Even Annie, the other lead in the movie, does not have a discernible character trait beyond being a loving wife in spite of Max’s head-trip about his brother. This is without mentioning that Annie is a character that appears to get less intelligent as the movie progresses. McAdams gives one of the best performances of the film, but her character is shockingly empty.

The rest of the ensemble is pretty much in the film to populate the space on screen. Lamorne Morris sells each one of his lines with impeccable comic timing, but the only topic of conversation that he addresses throughout the entire film is an infidelity subplot between his character and Bunbury’s. This is a one-off joke that, while culminating in a fairly funny punchline, is milked until death to the point where that punchline is long overdue.

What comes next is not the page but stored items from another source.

use crate::content::footer::quick_link_for;
use crate::site::Page;
use crate::ui::app::{App, Focus};
use crate::ui::contact::{ContactIntent, FormField};
use crossterm::event::{KeyCode, KeyEvent, KeyEventKind, KeyModifiers};

pub fn handle_key(app: &mut App, key: KeyEvent) {
    if key.kind != KeyEventKind::Press {
        return;
    }

    if is_ctrl_char(key, 'q') || is_ctrl_char(key, 'c') {
        app.request_quit();
        return;
    }

    match app.focus() {
        Focus::Nav => handle_nav_key(app, key),
        Focus::Form => handle_form_key(app, key),
    }
}

fn handle_nav_key(app: &mut App, key: KeyEvent) {
    match key.code {
        KeyCode::Char('q') | KeyCode::Esc => app.request_quit(),
        KeyCode::Char('h') => app.set_page(Page::Home),
        KeyCode::Char('g') => app.set_page(Page::Contact),
        KeyCode::Char('c') => app.call_now(),
        KeyCode::Char(ch) if ch.is_ascii_digit() => {
            if let Some(page) = Page::from_hotkey(ch) {
                app.set_page(page);
            }
        }
        KeyCode::Enter => app.activate_page_action(),
        KeyCode::Tab => {
            app.focus_form();
        }
        KeyCode::Up | KeyCode::Char('k') => app.scroll_up(1),
        KeyCode::Down | KeyCode::Char('j') => app.scroll_down(1),
        KeyCode::PageUp => app.scroll_up(app.page_height()),
        KeyCode::PageDown | KeyCode::Char(' ') => app.scroll_down(app.page_height()),
        KeyCode::Home => app.scroll_to_top(),
        KeyCode::Char(ch) => {
            if let Some(link) = quick_link_for(ch) {
                app.open_quick_link(link);
            }
        }
        _ => {}
    }
}

fn handle_form_key(app: &mut App, key: KeyEvent) {
    let focused = app.contact().focus;
    match key.code {
        KeyCode::Esc => app.focus_nav(),
        KeyCode::Tab => app.dispatch_contact(ContactIntent::FocusNext),
        KeyCode::BackTab => app.dispatch_contact(ContactIntent::FocusPrev),
        KeyCode::Enter if focused == FormField::Message => {
            app.dispatch_contact(ContactIntent::Newline)
        }
        KeyCode::Enter => app.submit_contact(),
        KeyCode::Left if focused == FormField::Service => {
            app.dispatch_contact(ContactIntent::PrevService)
        }
        KeyCode::Right if focused == FormField::Service => {
            app.dispatch_contact(ContactIntent::NextService)
        }
        KeyCode::Backspace => app.dispatch_contact(ContactIntent::Backspace),
        KeyCode::Char(ch) if !key.modifiers.contains(KeyModifiers::CONTROL) => {
            app.dispatch_contact(ContactIntent::Input(ch))
        }
        _ => {}
    }
}

fn is_ctrl_char(key: KeyEvent, needle: char) -> bool {
    matches!(key.code, KeyCode::Char(ch) if ch.eq_ignore_ascii_case(&needle))
        && key.modifiers.contains(KeyModifiers::CONTROL)
        && !key.modifiers.contains(KeyModifiers::SHIFT)
}
mod common;

use common::{harness, harness_with, Harness, SpyDialer};
use crossterm::event::KeyCode;
use garagefront::config::Config;
use garagefront::site::Page;
use garagefront::ui::app::Focus;
use garagefront::ui::contact::{FormField, FormFields};
use std::time::Duration;

fn fill_and_submit(h: &mut Harness) {
    h.app.set_page(Page::Contact);
    h.press(KeyCode::Tab);
    assert_eq!(h.app.focus(), Focus::Form);
    h.type_text("Sarah Mitchell");
    h.press(KeyCode::Tab);
    h.type_text("954-555-0000");
    h.press(KeyCode::Tab);
    h.press(KeyCode::Right);
    h.press(KeyCode::Enter);
}

#[test]
fn submit_shows_acknowledgment_immediately() {
    let mut h = harness();
    fill_and_submit(&mut h);
    assert!(h.app.contact().is_submitted());
    assert!(!h.app.contact().shows_form());
    assert_eq!(h.app.focus(), Focus::Nav);
    assert!(h.app.is_reset_pending());
}

#[test]
fn form_returns_empty_after_five_seconds() {
    let mut h = harness();
    fill_and_submit(&mut h);

    h.advance(Duration::from_millis(4_900));
    assert!(h.app.contact().is_submitted());

    h.advance(Duration::from_millis(200));
    assert!(!h.app.contact().is_submitted());
    assert!(h.app.contact().shows_form());
    assert_eq!(h.app.contact().fields, FormFields::default());
    assert!(!h.app.is_reset_pending());
}

#[test]
fn empty_required_field_blocks_submission() {
    let mut h = harness();
    h.app.set_page(Page::Contact);
    h.press(KeyCode::Tab);
    h.type_text("Sarah");
    h.press(KeyCode::Enter);

    assert!(!h.app.contact().is_submitted());
    assert_eq!(h.app.contact().rejected, Some(FormField::Phone));
    assert_eq!(h.app.focus(), Focus::Form);
    assert!(!h.app.is_reset_pending());
}

#[test]
fn message_enter_inserts_newline_instead_of_submitting() {
    let mut h = harness();
    h.app.set_page(Page::Contact);
    h.press(KeyCode::Tab);
    h.type_text("Ana");
    h.press(KeyCode::Tab);
    h.type_text("954");
    h.press(KeyCode::Tab);
    h.press(KeyCode::Tab);
    h.type_text("door");
    h.press(KeyCode::Enter);
    assert!(!h.app.contact().is_submitted());
    assert_eq!(h.app.contact().fields.message, "door\n");

    h.press(KeyCode::Tab);
    h.press(KeyCode::Enter);
    assert!(h.app.contact().is_submitted());
}

#[test]
fn leaving_page_cancels_pending_reset() {
    let mut h = harness();
    fill_and_submit(&mut h);
    h.app.set_page(Page::Services);
    assert!(!h.app.is_reset_pending());

    h.app.set_page(Page::Contact);
    assert!(h.app.contact().shows_form());

    h.advance(Duration::from_secs(10));
    assert!(h.app.contact().shows_form());
}

#[test]
fn resubmission_gets_a_fresh_delay() {
    let mut h = harness();
    fill_and_submit(&mut h);
    h.advance(Duration::from_millis(5_100));
    assert!(h.app.contact().shows_form());

    h.press(KeyCode::Tab);
    h.type_text("James P.");
    h.press(KeyCode::Tab);
    h.type_text("954");
    h.press(KeyCode::Enter);
    assert!(h.app.contact().is_submitted());
    assert_eq!(h.app.contact().generation, 2);

    h.advance(Duration::from_secs(4));
    assert!(h.app.contact().is_submitted());
    h.advance(Duration::from_millis(1_100));
    assert!(!h.app.contact().is_submitted());
}

#[test]
fn reset_delay_comes_from_config() {
    let mut config = Config::default();
    config.form.reset_delay_ms = 1_000;
    let mut h = harness_with(config, SpyDialer::default());
    fill_and_submit(&mut h);

    h.advance(Duration::from_millis(1_050));
    assert!(h.app.contact().shows_form());
}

Meanwhile, Magnussen and Horgan are two characters whose existences in the film serve no conceivable purpose. Magnussen’s character is itself a joke—he is the dumb meathead character who has brought Instagram models to every game night up until now—but otherwise neither him nor Horgan, whose talents are wasted in this film, do anything to further the plot.

Even when it appears like these two are going to serve some function, when they are about to discover a key piece of information, this information is concurrently discovered by the other characters.

Weirdly enough, the most complex character is the one whose characterization is exploited for the joke most often: Jesse Plemmons’ police officer and embittered divorcee Gary. Gary is a menacingly cartoonish person who we come to learn has the most emotional intelligence and backstory of any character.

Yet, Gary is ultimately only used as a running gag and a plot device. A strong running gag, mind you, but still. He is a signifier of the film’s larger issue.

The long story short in this regard is that the acting is great in spite of the poor characters. So great, in fact, that it may be possible to ignore that on paper these characters are as flimsy as, well, paper.

Looking past the characters, which do mar this film from being something greater than the sum of its parts, Game Night is a dark comedy with a lot of clever writing embedded into it. I mean, any movie that calls Skeet Ulrich the “poor-man’s Johnny Depp” in one of its first scenes is going to have this critic’s attention.

The main draw here, though, is the plotting, which allows the film to pace inoffensively. This is to say that the film moves at such a clip that even if you don’t care for the referential humor or lack of characterization or what have you, you can at least come out the other side without feeling like you wasted your time. Your money, perhaps, but not your time.